In June 1938, Action Comics #1 sold for ten cents. The cover featured a muscle-bound alien in blue tights and a red cape, hoisting a green 1937 DeSoto with whitewall tires above his head. A yellow “S” gleamed on his chest. Superman was the brainchild of writer Jerry Siegal and illustrator Joe Shuster, both children of Jewish immigrants. Their hero was an American Samson. His hair was already cut short, but his superhuman strength disappeared the moment he touched kryptonite.

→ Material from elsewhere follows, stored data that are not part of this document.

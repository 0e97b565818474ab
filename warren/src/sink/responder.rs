use std::marker::PhantomData;
use std::sync::{Arc, Weak};

use anyhow::Result;
use log::{debug, error, warn};
use serde::Serialize;

use crate::ack::MessageAck;
use crate::channel::SharedChannel;
use crate::client_error;
use crate::error::ErrorKind;
use crate::message::{Fault, MessageEnvelope, Response, FAULT_HEADER};
use crate::serializer::{self, Serializer};
use crate::sink::{handler_failure, MessageSink};

const RAW_CONTENT_TYPE: &str = "application/octet-stream";

/// Turns a consumer into the responding side of a request/reply exchange.
///
/// For every request it calls the handler and publishes the result to the default exchange with
/// the `reply_to` of the request as routing key, carrying over the `correlation_id`. The handler
/// runs without the channel lock, only the reply publish takes it.
///
/// If the handler fails and `serialize_exceptions` is set, the reply is an encoded [`Fault`]
/// marked with the [`FAULT_HEADER`] header, and the acknowledgement of the request is left as the
/// handler left it. Otherwise the error is returned, no reply is sent and the consumer strategy
/// nacks the request without requeue.
pub struct RpcResponder<R, F> {
    /// Weak, the responder is stored by the channel as part of its consumer.
    channel: Weak<SharedChannel>,
    serializer: Arc<dyn Serializer>,
    on_respond: F,
    serialize_exceptions: bool,
    response: PhantomData<fn() -> R>,
}

impl<R, F> RpcResponder<R, F>
where
    R: Serialize,
    F: Fn(MessageEnvelope, &MessageAck) -> Result<Response<R>> + Send + Sync,
{
    pub fn new(
        channel: Arc<SharedChannel>,
        serializer: Arc<dyn Serializer>,
        on_respond: F,
        serialize_exceptions: bool,
    ) -> Self {
        Self {
            channel: Arc::downgrade(&channel),
            serializer,
            on_respond,
            serialize_exceptions,
            response: PhantomData,
        }
    }
}

impl<R, F> MessageSink for RpcResponder<R, F>
where
    R: Serialize,
    F: Fn(MessageEnvelope, &MessageAck) -> Result<Response<R>> + Send + Sync,
{
    fn handle(&self, envelope: MessageEnvelope, ack: &MessageAck) -> Result<()> {
        let delivery_tag = envelope.delivery_tag();

        let (reply_to, correlation_id) = match (envelope.reply_to(), envelope.correlation_id()) {
            (Some(reply_to), Some(correlation_id)) if !reply_to.is_empty() && !correlation_id.is_empty() => {
                (reply_to.to_string(), correlation_id.to_string())
            }
            (reply_to, correlation_id) => {
                error!("Request {delivery_tag} cannot be answered, reply_to={reply_to:?} correlation_id={correlation_id:?}");

                return client_error!(
                    ErrorKind::UnroutableReply,
                    format!("request {delivery_tag} has no reply_to or correlation_id")
                );
            }
        };

        let channel = match self.channel.upgrade() {
            Some(channel) => channel,
            None => {
                return client_error!(
                    ErrorKind::Channel,
                    format!("channel is closed, request {delivery_tag} cannot be answered")
                )
            }
        };

        let mut properties = channel.create_properties()?;
        properties.correlation_id = Some(correlation_id);

        let body = match (self.on_respond)(envelope, ack) {
            Ok(Response::Raw(bytes)) => {
                properties.content_type = Some(RAW_CONTENT_TYPE.to_string());
                bytes
            }
            Ok(Response::Encoded(value)) => {
                properties.content_type = Some(self.serializer.content_type().to_string());
                serializer::serialize(self.serializer.as_ref(), &value)?
            }
            Err(e) if self.serialize_exceptions => {
                warn!("Handler failed on request {delivery_tag}, replying with fault: {e:#}");

                properties.content_type = Some(self.serializer.content_type().to_string());
                properties.headers.insert(FAULT_HEADER.to_string(), "true".to_string());
                serializer::serialize(self.serializer.as_ref(), &Fault::from(&e))?
            }
            Err(e) => return Err(handler_failure(e)),
        };

        channel.basic_publish("", &reply_to, properties, body)?;

        debug!("Reply to request {delivery_tag} is published to {reply_to:?}");

        Ok(())
    }
}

Today, Action Comics #1 sells for 3.2 million dollars. It’s the most valuable comic book in the world. Its story is emblematic of the story of comic books as a genre—children’s pulp fiction turned multibillion-dollar culture industry crisscrossing all corners of the globe. From memes and t-shirts to blockbuster franchises, 21st-century superheroes rule the world.
But our obsession with heroes isn’t new, nor is it confined to aliens in tights. Heroes show up in our fathers and mothers, authors and artists, saints and disciples, political leaders and sports stars. From Achilles to Atticus Finch, Frederick Douglass to Martin Luther King, Lao Tzu to Yao Ming, Shakespeare to Beyoncé, Isaac Newton to Albert Einstein, Socrates to Jesus Christ, we love putting people on pedestals. History might not be the biography of great men, but it’s certainly a catalogue of great men and women—what happens when they triumph and especially, when they fall.
This issue is about how Christians should approach those pedestals. How should people of faith think about heroes? What should we do with fallen idols, hated villains, and oft-repeated myths? What, ultimately, is worthy of our adoration?
We don’t promise answers, not until we can don our capes, fly around the world, and speed up time to ask God ourselves. But we do promise an X-ray vision, of sorts. We promise to look at the Samson behind the Superman—and to ask him what he can tell us about power, responsibility, and kryptonite today.